Collected data:
==============================

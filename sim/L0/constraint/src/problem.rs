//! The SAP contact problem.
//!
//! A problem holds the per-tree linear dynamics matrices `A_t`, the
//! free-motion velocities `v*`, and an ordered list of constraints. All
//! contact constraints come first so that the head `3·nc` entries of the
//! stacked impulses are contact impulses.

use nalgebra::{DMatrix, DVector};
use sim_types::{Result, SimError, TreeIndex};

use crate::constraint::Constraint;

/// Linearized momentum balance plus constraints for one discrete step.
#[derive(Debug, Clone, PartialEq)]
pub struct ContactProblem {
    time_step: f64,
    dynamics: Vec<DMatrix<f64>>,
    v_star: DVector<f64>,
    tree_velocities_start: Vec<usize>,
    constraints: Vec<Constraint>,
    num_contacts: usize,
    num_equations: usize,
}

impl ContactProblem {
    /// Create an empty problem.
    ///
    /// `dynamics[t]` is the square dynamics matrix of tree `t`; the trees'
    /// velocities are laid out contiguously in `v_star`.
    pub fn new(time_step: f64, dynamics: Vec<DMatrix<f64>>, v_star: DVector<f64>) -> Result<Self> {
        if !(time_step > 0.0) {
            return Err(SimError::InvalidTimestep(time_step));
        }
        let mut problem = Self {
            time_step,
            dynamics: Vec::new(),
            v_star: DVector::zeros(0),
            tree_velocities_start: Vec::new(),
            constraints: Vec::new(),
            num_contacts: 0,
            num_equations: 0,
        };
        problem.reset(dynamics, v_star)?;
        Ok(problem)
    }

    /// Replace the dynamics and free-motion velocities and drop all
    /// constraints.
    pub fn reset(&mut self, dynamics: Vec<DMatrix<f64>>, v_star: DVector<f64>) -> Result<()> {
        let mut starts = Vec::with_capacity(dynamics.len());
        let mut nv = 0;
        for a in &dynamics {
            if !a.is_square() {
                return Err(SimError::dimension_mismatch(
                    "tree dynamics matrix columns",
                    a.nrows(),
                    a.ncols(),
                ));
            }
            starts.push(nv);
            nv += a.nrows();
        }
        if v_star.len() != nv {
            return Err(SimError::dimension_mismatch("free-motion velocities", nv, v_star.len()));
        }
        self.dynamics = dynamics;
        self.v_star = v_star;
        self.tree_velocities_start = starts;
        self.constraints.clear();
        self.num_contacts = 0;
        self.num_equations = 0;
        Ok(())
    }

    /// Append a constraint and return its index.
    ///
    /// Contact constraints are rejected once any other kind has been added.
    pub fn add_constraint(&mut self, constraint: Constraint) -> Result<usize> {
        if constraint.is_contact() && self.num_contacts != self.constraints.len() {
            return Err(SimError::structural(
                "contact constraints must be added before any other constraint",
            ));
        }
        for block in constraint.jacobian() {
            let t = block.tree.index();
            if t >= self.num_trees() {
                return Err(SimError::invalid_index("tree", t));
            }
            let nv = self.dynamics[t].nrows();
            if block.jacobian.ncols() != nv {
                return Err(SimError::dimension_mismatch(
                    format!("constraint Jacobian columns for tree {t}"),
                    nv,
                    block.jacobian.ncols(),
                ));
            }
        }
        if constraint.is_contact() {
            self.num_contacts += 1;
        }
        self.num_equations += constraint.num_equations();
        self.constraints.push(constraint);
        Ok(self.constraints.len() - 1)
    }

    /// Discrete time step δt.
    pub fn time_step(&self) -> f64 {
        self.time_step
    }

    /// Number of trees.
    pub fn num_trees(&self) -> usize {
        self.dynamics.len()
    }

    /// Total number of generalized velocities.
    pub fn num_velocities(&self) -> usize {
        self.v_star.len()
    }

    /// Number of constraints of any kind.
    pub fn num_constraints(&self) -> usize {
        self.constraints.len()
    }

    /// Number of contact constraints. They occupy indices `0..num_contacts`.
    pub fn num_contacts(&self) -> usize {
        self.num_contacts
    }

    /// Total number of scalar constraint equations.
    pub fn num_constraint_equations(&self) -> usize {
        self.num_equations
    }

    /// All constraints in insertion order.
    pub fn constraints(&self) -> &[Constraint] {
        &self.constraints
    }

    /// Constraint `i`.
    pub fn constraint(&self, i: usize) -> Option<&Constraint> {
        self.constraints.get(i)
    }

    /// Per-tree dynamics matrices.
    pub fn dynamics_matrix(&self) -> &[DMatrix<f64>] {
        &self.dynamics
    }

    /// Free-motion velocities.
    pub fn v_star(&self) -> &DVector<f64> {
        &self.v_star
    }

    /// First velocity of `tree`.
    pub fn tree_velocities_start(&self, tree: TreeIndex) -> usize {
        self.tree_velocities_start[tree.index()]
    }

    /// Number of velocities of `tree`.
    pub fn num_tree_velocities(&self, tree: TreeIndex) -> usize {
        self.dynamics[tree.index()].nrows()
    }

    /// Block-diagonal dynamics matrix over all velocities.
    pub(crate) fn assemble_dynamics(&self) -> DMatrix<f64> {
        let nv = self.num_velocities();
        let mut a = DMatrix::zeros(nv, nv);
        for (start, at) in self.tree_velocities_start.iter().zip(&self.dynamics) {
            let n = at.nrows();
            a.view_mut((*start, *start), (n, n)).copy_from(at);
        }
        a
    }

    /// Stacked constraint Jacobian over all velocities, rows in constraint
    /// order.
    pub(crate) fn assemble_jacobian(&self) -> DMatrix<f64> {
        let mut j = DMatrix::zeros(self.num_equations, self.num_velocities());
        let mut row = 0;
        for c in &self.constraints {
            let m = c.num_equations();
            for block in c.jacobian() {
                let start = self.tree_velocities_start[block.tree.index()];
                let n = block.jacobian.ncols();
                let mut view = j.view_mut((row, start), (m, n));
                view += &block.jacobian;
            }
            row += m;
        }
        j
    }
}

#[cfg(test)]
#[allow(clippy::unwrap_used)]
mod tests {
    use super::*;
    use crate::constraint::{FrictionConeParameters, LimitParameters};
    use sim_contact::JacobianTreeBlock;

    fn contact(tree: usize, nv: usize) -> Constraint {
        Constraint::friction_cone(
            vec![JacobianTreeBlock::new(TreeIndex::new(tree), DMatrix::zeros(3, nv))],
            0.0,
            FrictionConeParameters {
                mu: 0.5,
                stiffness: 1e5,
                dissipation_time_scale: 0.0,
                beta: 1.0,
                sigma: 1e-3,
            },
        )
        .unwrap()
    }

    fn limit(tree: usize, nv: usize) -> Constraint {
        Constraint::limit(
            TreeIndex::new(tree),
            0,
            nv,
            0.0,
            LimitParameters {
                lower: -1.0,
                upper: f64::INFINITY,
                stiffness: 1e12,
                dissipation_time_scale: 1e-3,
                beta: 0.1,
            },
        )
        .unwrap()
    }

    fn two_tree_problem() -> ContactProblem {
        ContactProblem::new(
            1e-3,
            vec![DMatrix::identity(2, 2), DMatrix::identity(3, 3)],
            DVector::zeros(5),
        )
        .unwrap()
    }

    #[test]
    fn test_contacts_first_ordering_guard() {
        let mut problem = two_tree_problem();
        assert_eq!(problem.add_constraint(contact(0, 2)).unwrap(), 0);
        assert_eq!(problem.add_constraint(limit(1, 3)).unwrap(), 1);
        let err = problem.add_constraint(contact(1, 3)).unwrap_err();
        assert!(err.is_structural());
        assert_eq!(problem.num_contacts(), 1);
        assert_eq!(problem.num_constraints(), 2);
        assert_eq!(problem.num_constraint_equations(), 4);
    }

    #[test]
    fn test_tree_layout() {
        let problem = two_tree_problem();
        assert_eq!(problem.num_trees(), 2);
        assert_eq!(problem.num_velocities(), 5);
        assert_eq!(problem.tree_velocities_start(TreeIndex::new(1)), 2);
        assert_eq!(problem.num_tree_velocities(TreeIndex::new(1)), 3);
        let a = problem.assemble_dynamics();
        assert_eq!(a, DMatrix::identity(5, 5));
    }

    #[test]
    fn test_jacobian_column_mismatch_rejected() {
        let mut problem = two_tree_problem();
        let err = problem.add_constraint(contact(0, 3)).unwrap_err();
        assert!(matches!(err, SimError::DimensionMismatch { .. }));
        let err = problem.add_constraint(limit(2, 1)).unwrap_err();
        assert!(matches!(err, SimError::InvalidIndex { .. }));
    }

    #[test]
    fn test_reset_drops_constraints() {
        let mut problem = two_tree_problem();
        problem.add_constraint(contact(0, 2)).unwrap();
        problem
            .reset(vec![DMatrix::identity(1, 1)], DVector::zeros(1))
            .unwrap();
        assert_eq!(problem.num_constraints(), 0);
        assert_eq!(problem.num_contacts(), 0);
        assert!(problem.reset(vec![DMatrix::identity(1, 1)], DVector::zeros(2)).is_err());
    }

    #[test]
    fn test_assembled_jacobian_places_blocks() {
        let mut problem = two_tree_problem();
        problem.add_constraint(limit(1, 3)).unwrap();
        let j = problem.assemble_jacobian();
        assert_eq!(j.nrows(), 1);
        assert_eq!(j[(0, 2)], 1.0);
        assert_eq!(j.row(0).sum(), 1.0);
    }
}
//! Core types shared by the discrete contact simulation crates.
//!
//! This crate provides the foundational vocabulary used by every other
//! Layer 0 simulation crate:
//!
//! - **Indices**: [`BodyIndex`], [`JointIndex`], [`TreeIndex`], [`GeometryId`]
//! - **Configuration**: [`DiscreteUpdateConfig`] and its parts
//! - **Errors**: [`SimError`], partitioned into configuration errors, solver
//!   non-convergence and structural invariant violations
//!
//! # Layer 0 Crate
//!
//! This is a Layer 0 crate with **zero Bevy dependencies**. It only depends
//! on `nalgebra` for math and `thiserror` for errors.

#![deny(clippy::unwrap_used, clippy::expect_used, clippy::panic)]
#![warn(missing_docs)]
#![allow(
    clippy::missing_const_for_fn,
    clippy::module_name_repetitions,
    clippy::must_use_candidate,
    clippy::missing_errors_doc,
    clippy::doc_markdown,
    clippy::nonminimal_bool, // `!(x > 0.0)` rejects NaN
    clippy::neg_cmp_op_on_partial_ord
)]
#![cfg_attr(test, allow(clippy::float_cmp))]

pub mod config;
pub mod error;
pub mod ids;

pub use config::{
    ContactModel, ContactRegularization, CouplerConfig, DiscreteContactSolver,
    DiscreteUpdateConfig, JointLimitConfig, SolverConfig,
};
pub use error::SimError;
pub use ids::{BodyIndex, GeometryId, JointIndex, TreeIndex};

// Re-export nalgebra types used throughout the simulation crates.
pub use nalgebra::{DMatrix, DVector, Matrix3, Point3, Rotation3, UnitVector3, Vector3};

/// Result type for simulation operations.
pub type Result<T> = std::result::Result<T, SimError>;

==============================

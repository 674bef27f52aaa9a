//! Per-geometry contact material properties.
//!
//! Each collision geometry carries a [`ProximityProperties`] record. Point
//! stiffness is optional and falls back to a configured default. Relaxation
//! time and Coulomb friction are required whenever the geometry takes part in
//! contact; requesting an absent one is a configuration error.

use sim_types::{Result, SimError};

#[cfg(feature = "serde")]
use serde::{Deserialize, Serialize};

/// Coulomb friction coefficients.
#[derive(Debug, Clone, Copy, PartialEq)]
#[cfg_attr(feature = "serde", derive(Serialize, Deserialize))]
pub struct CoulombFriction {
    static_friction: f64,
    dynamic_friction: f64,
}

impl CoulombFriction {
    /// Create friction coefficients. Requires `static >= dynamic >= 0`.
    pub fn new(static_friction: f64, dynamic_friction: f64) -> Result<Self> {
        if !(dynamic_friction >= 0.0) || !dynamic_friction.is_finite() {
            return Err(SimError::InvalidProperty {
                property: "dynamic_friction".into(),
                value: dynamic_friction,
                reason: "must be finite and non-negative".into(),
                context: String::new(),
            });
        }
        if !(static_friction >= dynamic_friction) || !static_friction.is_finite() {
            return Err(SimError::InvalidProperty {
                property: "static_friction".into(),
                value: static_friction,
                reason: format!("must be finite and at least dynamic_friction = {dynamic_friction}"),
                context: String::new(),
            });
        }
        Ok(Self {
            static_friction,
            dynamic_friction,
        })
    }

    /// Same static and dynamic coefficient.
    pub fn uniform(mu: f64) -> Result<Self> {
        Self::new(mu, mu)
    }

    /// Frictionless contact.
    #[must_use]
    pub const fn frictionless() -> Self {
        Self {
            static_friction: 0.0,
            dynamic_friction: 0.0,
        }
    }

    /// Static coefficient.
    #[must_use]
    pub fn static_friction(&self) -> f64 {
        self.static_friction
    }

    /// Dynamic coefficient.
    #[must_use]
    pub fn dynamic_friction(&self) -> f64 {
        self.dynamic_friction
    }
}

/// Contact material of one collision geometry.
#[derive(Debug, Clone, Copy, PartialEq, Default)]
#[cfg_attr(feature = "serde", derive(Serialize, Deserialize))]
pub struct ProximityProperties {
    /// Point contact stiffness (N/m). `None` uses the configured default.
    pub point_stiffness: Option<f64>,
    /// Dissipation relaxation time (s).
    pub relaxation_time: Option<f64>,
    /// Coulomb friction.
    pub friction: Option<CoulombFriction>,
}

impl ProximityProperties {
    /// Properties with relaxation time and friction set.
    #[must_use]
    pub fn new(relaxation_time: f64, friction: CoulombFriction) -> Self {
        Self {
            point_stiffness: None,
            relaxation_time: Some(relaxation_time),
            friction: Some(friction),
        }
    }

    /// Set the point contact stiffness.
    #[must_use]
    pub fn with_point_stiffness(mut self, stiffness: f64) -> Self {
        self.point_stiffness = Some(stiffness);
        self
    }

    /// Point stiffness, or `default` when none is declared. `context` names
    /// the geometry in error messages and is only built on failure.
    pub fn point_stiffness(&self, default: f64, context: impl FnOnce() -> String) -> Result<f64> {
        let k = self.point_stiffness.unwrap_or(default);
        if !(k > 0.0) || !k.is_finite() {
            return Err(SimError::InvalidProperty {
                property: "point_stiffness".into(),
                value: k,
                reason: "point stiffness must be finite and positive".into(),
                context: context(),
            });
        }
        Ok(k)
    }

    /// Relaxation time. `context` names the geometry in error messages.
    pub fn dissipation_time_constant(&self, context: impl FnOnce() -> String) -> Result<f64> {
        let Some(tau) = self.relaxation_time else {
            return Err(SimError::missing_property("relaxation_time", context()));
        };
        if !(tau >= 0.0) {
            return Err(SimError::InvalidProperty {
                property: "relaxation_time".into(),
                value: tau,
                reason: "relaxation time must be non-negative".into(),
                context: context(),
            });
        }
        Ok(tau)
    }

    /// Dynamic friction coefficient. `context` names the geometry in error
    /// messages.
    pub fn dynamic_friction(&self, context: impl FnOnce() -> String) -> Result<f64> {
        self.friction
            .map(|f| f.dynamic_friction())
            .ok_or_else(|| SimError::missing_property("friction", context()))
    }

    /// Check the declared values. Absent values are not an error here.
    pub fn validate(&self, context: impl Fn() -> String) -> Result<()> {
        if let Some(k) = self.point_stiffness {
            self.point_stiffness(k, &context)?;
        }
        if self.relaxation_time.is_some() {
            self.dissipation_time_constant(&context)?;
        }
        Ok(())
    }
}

==============================

Task brief:
What lines in the records contain the word "messages"? Return each one.

Result of this exercise:
    /// the geometry in error messages and is only built on failure.
    /// Relaxation time. `context` names the geometry in error messages.
    /// messages.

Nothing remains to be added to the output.